» **What is needed**: All lines containing the string "PromptTemplateVars" must be copied from the entries.

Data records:
*** Block opens ***
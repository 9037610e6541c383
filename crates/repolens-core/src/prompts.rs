//! Prompt templates and system prompt assembly.

use std::path::Path;

use chrono::Utc;
use minijinja::{Environment, UndefinedBehavior};
use serde::Serialize;

/// Prompt template for system prompt assembly (`MiniJinja`).
pub const SYSTEM_PROMPT_TEMPLATE: &str = include_str!(concat!(
    env!("CARGO_MANIFEST_DIR"),
    "/prompts/system_prompt_template.md"
));

/// Directive appended to the last user turn when asking for relevant files.
pub const DYNAMIC_CONTEXT_DIRECTIVE: &str = include_str!(concat!(
    env!("CARGO_MANIFEST_DIR"),
    "/prompts/dynamic_context_directive.md"
));

#[derive(Debug, Clone, Serialize)]
struct PromptTemplateVars<'a> {
    base_prompt: &'a str,
    project_root: String,
    structure: &'a str,
    content: &'a str,
    date: String,
}

/// Builds the system prompt for one chat turn from the project's bundle.
///
/// Falls back to a plain concatenation if the template fails to render.
pub fn build_system_prompt(
    base_prompt: Option<&str>,
    project_root: &Path,
    structure: &str,
    content: &str,
) -> String {
    let vars = PromptTemplateVars {
        base_prompt: base_prompt.map(str::trim).unwrap_or_default(),
        project_root: project_root.display().to_string(),
        structure: structure.trim_end(),
        content: content.trim_end(),
        date: Utc::now().format("%Y-%m-%d").to_string(),
    };

    match render_prompt_template(SYSTEM_PROMPT_TEMPLATE, &vars) {
        Ok(rendered) => rendered,
        Err(error) => {
            tracing::warn!("Failed to render system prompt template: {error}");
            [vars.base_prompt, vars.structure, vars.content]
                .iter()
                .filter(|part| !part.is_empty())
                .copied()
                .collect::<Vec<_>>()
                .join("\n\n")
        }
    }
}

fn render_prompt_template(template: &str, vars: &PromptTemplateVars<'_>) -> Result<String, String> {
    let mut env = Environment::new();
    env.set_undefined_behavior(UndefinedBehavior::Strict);
    env.add_template("system_prompt", template)
        .map_err(|error| error.to_string())?;

    let output = env
        .get_template("system_prompt")
        .map_err(|error| error.to_string())?
        .render(vars)
        .map_err(|error| error.to_string())?;

    Ok(output.replace("\r\n", "\n").trim().to_string())
}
*** Block closes ***
» **Answer box**:
struct PromptTemplateVars<'a> {
    let vars = PromptTemplateVars {
fn render_prompt_template(template: &str, vars: &PromptTemplateVars<'_>) -> Result<String, String> {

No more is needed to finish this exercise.